Serviços ocuparam 15,9 milhões e pagaram média de 2,2 mínimos em 2024
O setor de serviços não financeiros empregou 15,9 milhões de pessoas em 2024, com remuneração média de 2,2 salários mínimos mensais, segundo o IBGE. Alimentação lidera em vagas; transporte dutoviário paga melhor.
O setor de prestação de serviços não financeiros empregou 15,9 milhões de pessoas em 2024, com remuneração média de 2,2 salários mínimos mensais, segundo a Pesquisa Anual de Serviços divulgada nesta quinta-feira (27) pelo Instituto Brasileiro de Geografia e Estatística (IBGE). O levantamento abrange áreas como educação, escritórios de advocacia, imobiliárias, restaurantes, tecnologia da informação, transportes e turismo. Bancos ficam de fora.
Há dois anos, o setor contava com 1,9 milhão de empresas ativas, que pagaram R$ 644,2 bilhões em salários e outras remunerações, como férias e comissões. As empresas pesquisadas somaram receita operacional líquida de R$ 3,5 milhões em 2024 e adicionaram R$ 2,1 trilhões ao PIB, que à época era de R$ 11,7 trilhões.

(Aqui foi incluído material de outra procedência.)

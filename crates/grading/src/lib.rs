//! # Produce Grading Library
//!
//! Grades produce items (tomatoes, apples, ...) in still images or conveyor
//! frames. Each frame is segmented by colour, touching items are split, and
//! every item is measured and labelled by size, ripeness and defect status
//! using per-species thresholds.
//!
//! ## Core Features
//!
//! - **Typed Species Config**: JSON documents validated once into an immutable [`SpeciesConfig`]
//! - **Pipeline System**: preprocess, segment, separate, calibrate, measure and classify
//! - **Touching Items**: contour or marker-based watershed separation
//! - **Scale Calibration**: millimetres per pixel from a reference circle, set once
//! - **Tracking**: persistent ids across frames with a pluggable assignment strategy
//!
//! ## Quick Start
//!
//! ```rust,no_run
//! use grading::{Pipeline, SpeciesConfig};
//!
//! let mut pipeline = Pipeline::builder(SpeciesConfig::tomato())
//!     .with_scale(0.25)
//!     .build()?;
//!
//! let image = image::open("tray.jpg")?.to_rgb8();
//! let output = pipeline.process(&image)?;
//! for result in &output.results {
//!     println!("{} {} {} {}", result.id(), result.size(), result.ripeness(), result.defect());
//! }
//! # Ok::<(), Box<dyn std::error::Error>>(())
//! ```
//!
//! ## Across Frames
//!
//! ```rust,no_run
//! use grading::{IdentityTracker, Pipeline, SpeciesConfig, ZoneCounter};
//!
//! let mut pipeline = Pipeline::builder(SpeciesConfig::tomato()).build()?;
//! let mut tracker = IdentityTracker::default();
//! let mut counter = ZoneCounter::default();
//!
//! # let frames: Vec<image::RgbImage> = Vec::new();
//! for frame in &frames {
//!     let output = pipeline.process(frame)?;
//!     for (id, index) in tracker.update_results(&output.results) {
//!         if counter.should_count(id, &output.results[index].bbox()) {
//!             println!("item {id}: {}", output.results[index].size());
//!         }
//!     }
//! }
//! # Ok::<(), Box<dyn std::error::Error>>(())
//! ```

// Core modules
pub mod error;
pub mod types;
pub mod traits;
pub mod config;
pub mod color;
pub mod algorithms;
pub mod pipeline;
pub mod tracking;
pub mod conveyor;
pub mod statistics;

// Re-exports for convenience
pub use error::{ConfigError, GradingError, Result};
pub use types::*;
pub use traits::*;
pub use config::{ConfigDocument, SeparationMode, SpeciesConfig};
pub use pipeline::{Pipeline, ScaleState, builder::PipelineBuilder};
pub use tracking::{IdentityTracker, TrackerConfig};
pub use conveyor::{AnalysisZone, ZoneCounter};
pub use statistics::SessionStatistics;

#[cfg(test)]
mod tests {
    use super::*;
    use image::{Rgb, RgbImage};
    use imageproc::drawing::draw_filled_circle_mut;

    fn tray() -> RgbImage {
        let mut image = RgbImage::from_pixel(240, 160, Rgb([20, 20, 20]));
        draw_filled_circle_mut(&mut image, (60, 80), 30, Rgb([210, 25, 25]));
        draw_filled_circle_mut(&mut image, (170, 80), 30, Rgb([40, 170, 40]));
        image
    }

    #[test]
    fn test_pipeline_basic() {
        let mut pipeline = Pipeline::builder(SpeciesConfig::tomato())
            .with_scale(1.0)
            .build()
            .expect("Should build");

        let output = pipeline.process(&tray()).expect("Should process successfully");
        assert_eq!(output.results.len(), 2, "Should find both items");
        assert_eq!(output.mask.dimensions(), (240, 160));

        let ids: Vec<u32> = output.results.iter().map(|r| r.id()).collect();
        assert_eq!(ids, vec![0, 1]);
    }

    #[test]
    fn test_pipeline_labels_by_colour() {
        let mut pipeline = Pipeline::builder(SpeciesConfig::tomato())
            .with_scale(1.0)
            .separation(SeparationMode::Contour)
            .build()
            .expect("Should build");

        let output = pipeline.process(&tray()).expect("Should process successfully");
        let mut ripeness: Vec<Ripeness> = output.results.iter().map(|r| r.ripeness()).collect();
        ripeness.sort();
        assert_eq!(ripeness, vec![Ripeness::Green, Ripeness::Ripe]);
    }

    #[test]
    fn test_results_serialize_flat() {
        let mut pipeline = Pipeline::builder(SpeciesConfig::tomato())
            .with_scale(1.0)
            .build()
            .expect("Should build");
        let output = pipeline.process(&tray()).expect("Should process successfully");

        let json = serde_json::to_value(&output.results[0]).expect("Should serialize");
        for key in ["id", "bbox", "size", "ripeness", "defect", "d_eq_mm", "area_px", "circularity", "defect_ratio", "a_mean"] {
            assert!(json.get(key).is_some(), "missing {key}");
        }
    }
}
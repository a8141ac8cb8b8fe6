use image::{GrayImage, Luma, Rgb};

use crate::{
    color::{self, YCbCrImage},
    config::{Denoise, Equalization, PreprocessingSettings},
    error::{ConfigError, Result},
    traits::FramePreprocessor,
    types::Frame,
};

const BINS: usize = 256;

/// Build the preprocessing chain described by the settings, in order.
pub fn preprocessors_from_settings(
    settings: &PreprocessingSettings,
) -> std::result::Result<Vec<Box<dyn FramePreprocessor>>, ConfigError> {
    let mut chain: Vec<Box<dyn FramePreprocessor>> = Vec::new();

    match settings.equalization {
        Equalization::Clahe {
            clip_limit,
            tile_grid,
        } => chain.push(Box::new(ClahePreprocessor::new(clip_limit, tile_grid)?)),
        Equalization::Global => chain.push(Box::new(HistogramEqualizationPreprocessor)),
        Equalization::Off => {}
    }

    match settings.denoise {
        Denoise::Median { kernel } => chain.push(Box::new(MedianDenoisePreprocessor::new(kernel)?)),
        Denoise::Gaussian { kernel, sigma } => {
            chain.push(Box::new(GaussianDenoisePreprocessor::new(kernel, sigma)?))
        }
        Denoise::Off => {}
    }

    Ok(chain)
}

fn check_kernel(kernel: u32) -> std::result::Result<(), ConfigError> {
    if kernel < 3 || kernel % 2 == 0 {
        return Err(ConfigError::InvalidKernel {
            name: "preprocessing.denoise",
            value: kernel,
        });
    }
    Ok(())
}

fn split_luma(ycbcr: &YCbCrImage) -> GrayImage {
    GrayImage::from_fn(ycbcr.width(), ycbcr.height(), |x, y| {
        Luma([ycbcr.get_pixel(x, y)[0]])
    })
}

/// Replace the Y channel of `frame` with `equalize(Y)`, keeping chroma.
fn equalize_luma<F>(frame: &Frame, equalize: F) -> Frame
where
    F: FnOnce(&GrayImage) -> GrayImage,
{
    let mut ycbcr = color::to_ycbcr_image(frame.image());
    let luma = equalize(&split_luma(&ycbcr));

    for (x, y, px) in ycbcr.enumerate_pixels_mut() {
        let Rgb([_, cb, cr]) = *px;
        *px = Rgb([luma.get_pixel(x, y)[0], cb, cr]);
    }

    Frame::new(color::from_ycbcr_image(&ycbcr))
}

/// Contrast-limited adaptive histogram equalization of the luminance channel
#[derive(Debug, Clone)]
pub struct ClahePreprocessor {
    pub clip_limit: f32,
    pub tile_grid: u32,
}

impl Default for ClahePreprocessor {
    fn default() -> Self {
        Self {
            clip_limit: 2.0,
            tile_grid: 8,
        }
    }
}

impl ClahePreprocessor {
    pub fn new(clip_limit: f32, tile_grid: u32) -> std::result::Result<Self, ConfigError> {
        if !(clip_limit > 0.0) {
            return Err(ConfigError::InvalidParameter {
                name: "clip_limit",
                value: clip_limit.to_string(),
            });
        }
        if tile_grid == 0 {
            return Err(ConfigError::InvalidParameter {
                name: "tile_grid",
                value: tile_grid.to_string(),
            });
        }
        Ok(Self {
            clip_limit,
            tile_grid,
        })
    }

    /// Apply CLAHE to a single-channel image.
    pub fn apply(&self, image: &GrayImage) -> GrayImage {
        let (width, height) = image.dimensions();
        if width == 0 || height == 0 {
            return image.clone();
        }

        let tiles_x = self.tile_grid.min(width);
        let tiles_y = self.tile_grid.min(height);
        let tile_w = width.div_ceil(tiles_x);
        let tile_h = height.div_ceil(tiles_y);

        let mut luts = vec![[0u8; BINS]; (tiles_x * tiles_y) as usize];
        for ty in 0..tiles_y {
            for tx in 0..tiles_x {
                let x0 = tx * tile_w;
                let y0 = ty * tile_h;
                let x1 = (x0 + tile_w).min(width);
                let y1 = (y0 + tile_h).min(height);
                luts[(ty * tiles_x + tx) as usize] = self.tile_lut(image, x0, y0, x1, y1);
            }
        }

        // Bilinear blend of the four nearest tile mappings
        let mut out = GrayImage::new(width, height);
        for (x, y, px) in out.enumerate_pixels_mut() {
            let value = image.get_pixel(x, y)[0] as usize;

            let gx = (x as f32 + 0.5) / tile_w as f32 - 0.5;
            let gy = (y as f32 + 0.5) / tile_h as f32 - 0.5;
            let tx0 = gx.floor().clamp(0.0, (tiles_x - 1) as f32) as u32;
            let ty0 = gy.floor().clamp(0.0, (tiles_y - 1) as f32) as u32;
            let tx1 = (tx0 + 1).min(tiles_x - 1);
            let ty1 = (ty0 + 1).min(tiles_y - 1);
            let wx = (gx - tx0 as f32).clamp(0.0, 1.0);
            let wy = (gy - ty0 as f32).clamp(0.0, 1.0);

            let at = |tx: u32, ty: u32| luts[(ty * tiles_x + tx) as usize][value] as f32;
            let top = at(tx0, ty0) * (1.0 - wx) + at(tx1, ty0) * wx;
            let bottom = at(tx0, ty1) * (1.0 - wx) + at(tx1, ty1) * wx;
            let mapped = top * (1.0 - wy) + bottom * wy;

            *px = Luma([mapped.round().clamp(0.0, 255.0) as u8]);
        }

        out
    }

    fn tile_lut(&self, image: &GrayImage, x0: u32, y0: u32, x1: u32, y1: u32) -> [u8; BINS] {
        let mut hist = [0u32; BINS];
        for y in y0..y1 {
            for x in x0..x1 {
                hist[image.get_pixel(x, y)[0] as usize] += 1;
            }
        }

        let area = (x1 - x0) * (y1 - y0);
        let limit = ((self.clip_limit * area as f32 / BINS as f32) as u32).max(1);

        let mut excess = 0u32;
        for count in hist.iter_mut() {
            if *count > limit {
                excess += *count - limit;
                *count = limit;
            }
        }

        let per_bin = excess / BINS as u32;
        for count in hist.iter_mut() {
            *count += per_bin;
        }
        let residual = (excess % BINS as u32) as usize;
        if residual > 0 {
            let step = (BINS / residual).max(1);
            for i in (0..BINS).step_by(step).take(residual) {
                hist[i] += 1;
            }
        }

        let scale = 255.0 / area as f32;
        let mut lut = [0u8; BINS];
        let mut cumulative = 0u32;
        for (i, count) in hist.iter().enumerate() {
            cumulative += count;
            lut[i] = (cumulative as f32 * scale).round().min(255.0) as u8;
        }
        lut
    }
}

impl FramePreprocessor for ClahePreprocessor {
    fn prepare(&self, frame: &Frame) -> Result<Frame> {
        Ok(equalize_luma(frame, |luma| self.apply(luma)))
    }
}

/// Global histogram equalization of the luminance channel
#[derive(Debug, Clone, Default)]
pub struct HistogramEqualizationPreprocessor;

impl FramePreprocessor for HistogramEqualizationPreprocessor {
    fn prepare(&self, frame: &Frame) -> Result<Frame> {
        Ok(equalize_luma(frame, imageproc::contrast::equalize_histogram))
    }
}

/// Median filter denoising
#[derive(Debug, Clone)]
pub struct MedianDenoisePreprocessor {
    kernel: u32,
}

impl MedianDenoisePreprocessor {
    pub fn new(kernel: u32) -> std::result::Result<Self, ConfigError> {
        check_kernel(kernel)?;
        Ok(Self { kernel })
    }

    pub fn kernel(&self) -> u32 {
        self.kernel
    }
}

impl FramePreprocessor for MedianDenoisePreprocessor {
    fn prepare(&self, frame: &Frame) -> Result<Frame> {
        let radius = self.kernel / 2;
        Ok(Frame::new(imageproc::filter::median_filter(
            frame.image(),
            radius,
            radius,
        )))
    }
}

/// Gaussian blur denoising
#[derive(Debug, Clone)]
pub struct GaussianDenoisePreprocessor {
    kernel: u32,
    sigma: f32,
}

impl GaussianDenoisePreprocessor {
    pub fn new(kernel: u32, sigma: f32) -> std::result::Result<Self, ConfigError> {
        check_kernel(kernel)?;
        if !(sigma > 0.0) {
            return Err(ConfigError::InvalidParameter {
                name: "sigma",
                value: sigma.to_string(),
            });
        }
        Ok(Self { kernel, sigma })
    }

    pub fn kernel(&self) -> u32 {
        self.kernel
    }
}

impl GaussianDenoisePreprocessor {
    /// Normalized 1-D Gaussian of length `kernel`, centred on the middle tap.
    fn weights(&self) -> Vec<f32> {
        let centre = (self.kernel / 2) as f32;
        let two_sigma_sq = 2.0 * self.sigma * self.sigma;
        let raw: Vec<f32> = (0..self.kernel)
            .map(|i| {
                let x = i as f32 - centre;
                (-x * x / two_sigma_sq).exp()
            })
            .collect();
        let sum: f32 = raw.iter().sum();
        raw.into_iter().map(|w| w / sum).collect()
    }
}

impl FramePreprocessor for GaussianDenoisePreprocessor {
    fn prepare(&self, frame: &Frame) -> Result<Frame> {
        Ok(Frame::new(imageproc::filter::separable_filter_equal(
            frame.image(),
            &self.weights(),
        )))
    }
}

#[cfg(test)]
mod tests {
    use super::*;
    use image::RgbImage;

    #[test]
    fn test_even_kernel_rejected() {
        assert_eq!(
            MedianDenoisePreprocessor::new(4).unwrap_err(),
            ConfigError::InvalidKernel {
                name: "preprocessing.denoise",
                value: 4
            }
        );
        assert!(MedianDenoisePreprocessor::new(1).is_err());
        assert!(GaussianDenoisePreprocessor::new(2, 1.0).is_err());
        assert!(MedianDenoisePreprocessor::new(5).is_ok());
    }

    #[test]
    fn test_gaussian_window_follows_kernel() {
        let mut image = RgbImage::new(21, 21);
        image.put_pixel(10, 10, Rgb([255, 255, 255]));
        let frame = Frame::new(image);

        let narrow = GaussianDenoisePreprocessor::new(3, 3.0).unwrap().prepare(&frame).unwrap();
        let wide = GaussianDenoisePreprocessor::new(9, 3.0).unwrap().prepare(&frame).unwrap();

        assert_ne!(narrow.image(), wide.image());
        assert!(narrow.image().get_pixel(10, 10)[0] > wide.image().get_pixel(10, 10)[0]);
        // A 3-tap window cannot reach three pixels out; a 9-tap one does
        assert_eq!(narrow.image().get_pixel(13, 10)[0], 0);
        assert!(wide.image().get_pixel(13, 10)[0] > 0);
        assert_eq!(wide.image().get_pixel(15, 10)[0], 0);
    }

    #[test]
    fn test_gaussian_weights_are_normalized() {
        let weights = GaussianDenoisePreprocessor::new(7, 1.5).unwrap().weights();
        assert_eq!(weights.len(), 7);
        assert!((weights.iter().sum::<f32>() - 1.0).abs() < 1e-5);
        assert_eq!(weights[0], weights[6]);
        assert!(weights[3] > weights[2]);
    }

    #[test]
    fn test_clahe_maps_uniform_image_uniformly() {
        let flat = GrayImage::from_pixel(64, 48, Luma([120]));
        let out = ClahePreprocessor::default().apply(&flat);
        assert_eq!(out.dimensions(), (64, 48));

        let first = out.get_pixel(0, 0)[0];
        assert!(out.pixels().all(|p| p[0] == first));
    }

    #[test]
    fn test_clahe_stretches_low_contrast() {
        let narrow = GrayImage::from_fn(64, 64, |x, _| Luma([100 + (x % 2) as u8 * 10]));
        let out = ClahePreprocessor::new(40.0, 1).unwrap().apply(&narrow);
        let low = out.get_pixel(0, 0)[0] as i32;
        let high = out.get_pixel(1, 0)[0] as i32;
        assert!(high - low > 10);
    }

    #[test]
    fn test_clahe_on_tiny_image() {
        let tiny = GrayImage::from_pixel(3, 2, Luma([90]));
        let out = ClahePreprocessor::new(2.0, 8).unwrap().apply(&tiny);
        assert_eq!(out.dimensions(), (3, 2));
    }

    #[test]
    fn test_clahe_keeps_gray_pixels_gray() {
        let frame = Frame::new(RgbImage::from_pixel(16, 16, Rgb([100, 100, 100])));
        let out = ClahePreprocessor::default().prepare(&frame).unwrap();
        let px = out.image().get_pixel(5, 5);
        assert!(px[0].abs_diff(px[1]) <= 1 && px[1].abs_diff(px[2]) <= 1);
    }

    #[test]
    fn test_chain_follows_settings() {
        let chain = preprocessors_from_settings(&PreprocessingSettings::default()).unwrap();
        assert_eq!(chain.len(), 2);

        let off = PreprocessingSettings {
            equalization: Equalization::Off,
            denoise: Denoise::Off,
        };
        assert!(preprocessors_from_settings(&off).unwrap().is_empty());
    }

    #[test]
    fn test_median_removes_salt_noise() {
        let mut image = RgbImage::from_pixel(9, 9, Rgb([10, 10, 10]));
        image.put_pixel(4, 4, Rgb([255, 255, 255]));
        let out = MedianDenoisePreprocessor::new(3)
            .unwrap()
            .prepare(&Frame::new(image))
            .unwrap();
        assert_eq!(out.image().get_pixel(4, 4).0, [10, 10, 10]);
    }
}
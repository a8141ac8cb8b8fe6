//! Pixel scale from a reference circle of known diameter.
//!
//! Edge pixels vote along their gradient direction for circle centres at
//! every radius in `[min_radius_px, max_radius_px]`. The strongest centres are
//! then checked against a histogram of edge distances; the first one whose
//! best radius is supported by enough of its circumference gives the scale.

use image::GrayImage;
use imageproc::{
    edges::canny,
    gradients::{horizontal_sobel, vertical_sobel},
};
use tracing::{debug, info};

use crate::{config::CalibrationSettings, traits::ScaleCalibrator, types::Frame};

/// Number of centre candidates verified before giving up.
const MAX_CANDIDATES: usize = 5;

/// A detected circle in pixel coordinates.
#[derive(Debug, Clone, Copy, PartialEq)]
pub struct CircleCandidate {
    pub x: f32,
    pub y: f32,
    pub radius: f32,
    pub votes: u32,
    /// Fraction of the circumference covered by edge pixels
    pub support: f64,
}

/// Gradient-direction Hough circle search
#[derive(Debug, Clone)]
pub struct HoughCircleCalibrator {
    pub settings: CalibrationSettings,
}

impl Default for HoughCircleCalibrator {
    fn default() -> Self {
        Self::new(CalibrationSettings::default())
    }
}

impl HoughCircleCalibrator {
    pub fn new(settings: CalibrationSettings) -> Self {
        Self { settings }
    }

    /// Strongest supported circle in the image, if any.
    pub fn find_circle(&self, gray: &GrayImage) -> Option<CircleCandidate> {
        let (w, h) = gray.dimensions();
        if w < 3 || h < 3 {
            return None;
        }

        let edges = canny(gray, self.settings.canny_low, self.settings.canny_high);
        let edge_points: Vec<(u32, u32)> = edges
            .enumerate_pixels()
            .filter(|(_, _, p)| p[0] != 0)
            .map(|(x, y, _)| (x, y))
            .collect();
        if edge_points.is_empty() {
            return None;
        }

        let gx = horizontal_sobel(gray);
        let gy = vertical_sobel(gray);

        let stride = w as usize;
        let mut accum = vec![0u32; stride * h as usize];
        let (r_min, r_max) = (self.settings.min_radius_px, self.settings.max_radius_px);

        for &(x, y) in &edge_points {
            let dx = gx.get_pixel(x, y)[0] as f32;
            let dy = gy.get_pixel(x, y)[0] as f32;
            let mag = (dx * dx + dy * dy).sqrt();
            if mag < 1e-6 {
                continue;
            }
            let (ux, uy) = (dx / mag, dy / mag);

            for r in r_min..=r_max {
                for sign in [1.0f32, -1.0] {
                    let cx = (x as f32 + sign * ux * r as f32).round();
                    let cy = (y as f32 + sign * uy * r as f32).round();
                    if cx >= 0.0 && cy >= 0.0 && cx < w as f32 && cy < h as f32 {
                        accum[cy as usize * stride + cx as usize] += 1;
                    }
                }
            }
        }

        // 3x3 box sum absorbs rounding scatter of the votes
        let mut scored: Vec<(u32, u32, u32)> = Vec::new();
        for y in 1..h - 1 {
            for x in 1..w - 1 {
                let mut votes = 0;
                for ny in y - 1..=y + 1 {
                    for nx in x - 1..=x + 1 {
                        votes += accum[ny as usize * stride + nx as usize];
                    }
                }
                if votes >= self.settings.min_votes {
                    scored.push((votes, x, y));
                }
            }
        }
        // Highest votes first, then row-major
        scored.sort_by(|a, b| b.0.cmp(&a.0).then(a.2.cmp(&b.2)).then(a.1.cmp(&b.1)));

        let min_separation = (r_min as f32).powi(2);
        let mut centres: Vec<(u32, u32, u32)> = Vec::new();
        for candidate in scored {
            let far = centres.iter().all(|c| {
                let ddx = c.1 as f32 - candidate.1 as f32;
                let ddy = c.2 as f32 - candidate.2 as f32;
                ddx * ddx + ddy * ddy >= min_separation
            });
            if far {
                centres.push(candidate);
                if centres.len() == MAX_CANDIDATES {
                    break;
                }
            }
        }

        centres.into_iter().find_map(|(votes, cx, cy)| {
            let circle = self.fit_radius(&edge_points, cx as f32, cy as f32, votes)?;
            debug!(
                x = circle.x,
                y = circle.y,
                radius = circle.radius,
                support = circle.support,
                "Circle candidate"
            );
            (circle.support >= self.settings.min_edge_support).then_some(circle)
        })
    }

    /// Radius histogram of edge distances around a centre.
    fn fit_radius(
        &self,
        edge_points: &[(u32, u32)],
        cx: f32,
        cy: f32,
        votes: u32,
    ) -> Option<CircleCandidate> {
        let r_min = self.settings.min_radius_px.max(1);
        let r_max = self.settings.max_radius_px;
        let mut histogram = vec![0u32; (r_max + 2) as usize];
        let mut distances = Vec::with_capacity(edge_points.len());

        for &(x, y) in edge_points {
            let d = (x as f32 - cx).hypot(y as f32 - cy);
            let bin = d.round() as u32;
            if (r_min..=r_max).contains(&bin) {
                histogram[bin as usize] += 1;
                distances.push(d);
            }
        }

        let window = |r: u32| histogram[(r - 1) as usize] + histogram[r as usize] + histogram[r as usize + 1];
        let best = (r_min..=r_max).max_by_key(|&r| (window(r), std::cmp::Reverse(r)))?;
        if window(best) == 0 {
            return None;
        }

        let near: Vec<f32> = distances
            .iter()
            .copied()
            .filter(|d| (d - best as f32).abs() <= 1.5)
            .collect();
        let radius = near.iter().sum::<f32>() / near.len() as f32;
        let support = window(best) as f64 / (2.0 * std::f64::consts::PI * radius as f64);

        Some(CircleCandidate {
            x: cx,
            y: cy,
            radius,
            votes,
            support: support.min(1.0),
        })
    }
}

impl ScaleCalibrator for HoughCircleCalibrator {
    fn calibrate(&self, frame: &Frame) -> Option<f64> {
        let circle = self.find_circle(&frame.grayscale())?;
        let mm_per_px = self.settings.reference_diameter_mm / (2.0 * circle.radius as f64);
        info!(
            radius_px = circle.radius,
            mm_per_px, "Calibrated scale from reference circle"
        );
        Some(mm_per_px)
    }
}
use crate::{
    config::{SizeBand, SpeciesConfig},
    types::{Classification, DefectStatus, FeatureSet, Ripeness, UNKNOWN_SIZE},
};

/// Label of the first band containing `diameter_mm`, or `Unknown`.
pub fn size_label(bands: &[SizeBand], diameter_mm: f64) -> String {
    bands
        .iter()
        .find(|band| band.contains(diameter_mm))
        .map(|band| band.label.clone())
        .unwrap_or_else(|| UNKNOWN_SIZE.to_string())
}

/// `green_if` then `ripe_if`; a ripe match wins over a green one.
pub fn ripeness(features: &FeatureSet, config: &SpeciesConfig) -> Ripeness {
    if config.ripe_if().matches(features) {
        Ripeness::Ripe
    } else if config.green_if().matches(features) {
        Ripeness::Green
    } else {
        Ripeness::Medium
    }
}

pub fn defect_status(features: &FeatureSet, config: &SpeciesConfig) -> DefectStatus {
    if features.defect_ratio >= config.defect().area_ratio_tau {
        DefectStatus::Defective
    } else {
        DefectStatus::Ok
    }
}

pub fn classify(features: &FeatureSet, config: &SpeciesConfig) -> Classification {
    Classification {
        size: size_label(config.size_bands(), features.d_eq_mm),
        ripeness: ripeness(features, config),
        defect: defect_status(features, config),
        shape_ok: config.shape_constraints().map(|c| c.accepts(features)),
    }
}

O ramo de alimentação (restaurantes, bares e bufês) é o maior empregador, com 1,9 milhão de pessoas, 11,7% da mão de obra. Em seguida vêm os serviços técnico-profissionais, com 1,8 milhão (11,2%), incluindo consultorias em informática, auditoria e escritórios jurídicos. Na média, cada empresa tem oito funcionários, mas transportes ferroviário (890), dutoviário (467) e aéreo (234) lideram em porte.
O salário médio do setor equivale a 2,2 mínimos (R$ 1.412 em 2024). O transporte dutoviário paga a maior média: 21,1 mínimos, mais de três vezes o segundo colocado, o aquaviário (6,9). O analista do IBGE, Marcelo Miranda, atribui o destaque à "exigência de qualificação técnica muito alta e o risco para os trabalhadores da atividade". Já a alimentação, campeã de vagas, paga 1,4 mínimo; serviços técnico-profissionais, 2,56.
Miranda ressalta que os mais de R$ 2 trilhões que os serviços adicionam ao PIB mostram sua importância: "Os serviços são a principal fonte de valor de PIB para dentro do país. Têm também a sua capacidade de gerar renda, R$ 644 bilhões para as pessoas que estão trabalhando". Devido a mudanças metodológicas, o IBGE interrompeu a série histórica, então comparações com edições anteriores não são possíveis.